Bullied bus monitor: one cog in a broken machine

Bullied bus monitor Karen Klein had a responsibility to assert her authority. The takeaway for a child witnessing her passivity would be: 'If a grown-up can’t do anything to stop them, then I sure can’t.' That simply isn’t true. School districts and parents must learn from this case.

|
Steven Senne/AP
Bus monitor Karen Klein, of Greece, N.Y., holds flowers as she is welcomed to an award ceremony in her honor at a radio station in Boston June 28. A viral video of Ms. Klein being bullied by four middle schoolers shows her trying her best to ignore the stream of vitriol. Op-ed contributor L.J. Williamson writes: When witnesses to bullying 'stay silent, bystanders condone bullying, but when they speak up, they can kill it.'

As her story begins to fade from the news cycle, bullied bus monitor Karen Klein will ride off into the sunset a whole lot richer, while the “bad guys” – her seventh-grade tormentors – exit the stage a lot less cocky than they entered, suspended from school for a year and their actions thoroughly condemned.

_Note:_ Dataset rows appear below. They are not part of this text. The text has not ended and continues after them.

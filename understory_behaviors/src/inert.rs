// Copyright 2025 the Understory Authors
// SPDX-License-Identifier: Apache-2.0 OR MIT

//! Make everything outside a node inert.
//!
//! On the host's next flush the effect marks every child of `<body>` that
//! neither is nor contains the node with `inert=""`. `script`, `style` and
//! `link` children are left alone. Each update schedules the pass again and
//! releases elements that no longer qualify; destroy releases every element
//! the effect marked.

use std::cell::{Cell, RefCell};
use std::rc::Rc;

use understory_dom::{Deferred, Document, NodeId};
use understory_effect::Effect;

const SKIPPED_TAGS: [&str; 3] = ["script", "style", "link"];

/// Marks the rest of the page inert while a node is shown.
#[derive(Debug)]
pub struct Inert {
    doc: Document,
    node: NodeId,
    marked: Rc<RefCell<Vec<NodeId>>>,
    alive: Rc<Cell<bool>>,
    settled: Deferred<()>,
}

impl Inert {
    /// Schedule the first marking pass for `node`.
    pub fn new(doc: &Document, node: NodeId) -> Self {
        let this = Self {
            doc: doc.clone(),
            node,
            marked: Rc::new(RefCell::new(Vec::new())),
            alive: Rc::new(Cell::new(true)),
            settled: Deferred::new(),
        };
        this.schedule();
        this
    }

    /// Elements currently marked by this effect.
    pub fn marked(&self) -> Vec<NodeId> {
        self.marked.borrow().clone()
    }

    /// Settles once the first marking pass has run.
    pub fn settled(&self) -> Deferred<()> {
        self.settled.clone()
    }

    fn schedule(&self) {
        let (doc, node) = (self.doc.clone(), self.node);
        let (marked, alive, settled) = (
            self.marked.clone(),
            self.alive.clone(),
            self.settled.clone(),
        );
        self.doc.scheduler().post(move || {
            if !alive.get() {
                tracing::debug!(node = ?node, "inert pass skipped: effect destroyed");
                return;
            }
            let next: Vec<NodeId> = doc
                .children(doc.body())
                .into_iter()
                .filter(|&el| doc.is_element(el) && !doc.contains(el, node))
                .filter(|&el| {
                    doc.tag(el)
                        .is_none_or(|tag| !SKIPPED_TAGS.contains(&tag.as_str()))
                })
                .collect();
            let mut marked = marked.borrow_mut();
            for &released in marked.iter().filter(|el| !next.contains(el)) {
                doc.remove_attribute(released, "inert");
            }
            for &el in &next {
                if !doc.has_attribute(el, "inert") {
                    doc.set_attribute(el, "inert", "");
                }
            }
            tracing::trace!(node = ?node, marked = next.len(), "inert pass");
            *marked = next;
            settled.settle(());
        });
    }
}

impl Effect for Inert {
    type Props = ();

    fn update(&mut self, _partial: ()) {
        if self.alive.get() {
            self.schedule();
        }
    }

    fn destroy(&mut self) {
        if !self.alive.replace(false) {
            return;
        }
        for el in self.marked.borrow_mut().drain(..) {
            self.doc.remove_attribute(el, "inert");
        }
    }
}

#[cfg(test)]
mod tests {
    use super::*;

    struct Page {
        doc: Document,
        header: NodeId,
        main: NodeId,
        modal_host: NodeId,
        modal: NodeId,
        script: NodeId,
    }

    fn page() -> Page {
        let doc = Document::new();
        let header = doc.create_element("header");
        let main = doc.create_element("main");
        let modal_host = doc.create_element("div");
        let modal = doc.create_element("div");
        let script = doc.create_element("script");
        for n in [header, main, modal_host, script] {
            doc.append_child(doc.body(), n).unwrap();
        }
        doc.append_child(modal_host, modal).unwrap();
        Page {
            doc,
            header,
            main,
            modal_host,
            modal,
            script,
        }
    }

    #[test]
    fn marks_siblings_after_flush_and_releases_on_destroy() {
        let p = page();
        let mut effect = Inert::new(&p.doc, p.modal);
        assert!(!p.doc.has_attribute(p.header, "inert"), "marking is deferred");
        p.doc.scheduler().flush();
        assert!(effect.settled().is_settled());
        assert_eq!(effect.marked(), [p.header, p.main]);
        assert_eq!(p.doc.get_attribute(p.main, "inert").as_deref(), Some(""));
        assert!(!p.doc.has_attribute(p.modal_host, "inert"));
        assert!(!p.doc.has_attribute(p.script, "inert"));

        effect.destroy();
        effect.destroy();
        assert!(!p.doc.has_attribute(p.header, "inert"));
        assert!(!p.doc.has_attribute(p.main, "inert"));
    }

    #[test]
    fn update_releases_elements_that_left_the_set() {
        let p = page();
        let mut effect = Inert::new(&p.doc, p.modal);
        p.doc.scheduler().flush();
        p.doc.remove(p.main);
        p.doc.append_child(p.modal_host, p.header).unwrap();
        effect.update(());
        p.doc.scheduler().flush();
        assert!(effect.marked().is_empty());
        assert!(!p.doc.has_attribute(p.header, "inert"));
        assert!(!p.doc.has_attribute(p.main, "inert"));
        effect.destroy();
    }

    #[test]
    fn destroy_before_flush_marks_nothing() {
        let p = page();
        let mut effect = Inert::new(&p.doc, p.modal);
        effect.destroy();
        p.doc.scheduler().flush();
        assert!(!p.doc.has_attribute(p.header, "inert"));
        assert!(!effect.settled().is_settled());
    }
}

Don’t cue the happy ending music just yet.

Although the story and the donations it inspired may have turned out well for Ms. Klein, anyone who’s watched the cringe-inducing video of her harassment can see that bullying continues to pervade school environments.

On comment boards, some cynically groused, “I was bullied like that every day all through high school. Where’s my half million?” One blogger posted the news of Klein’s incident under the sarcastic title, “Someone Is Bullied On A School Bus For The First Time Ever.” In short, the feel-good campaign to send Klein on “the vacation of a lifetime” did nothing to solve the problem.  But a good hard look at everything this video shows us could.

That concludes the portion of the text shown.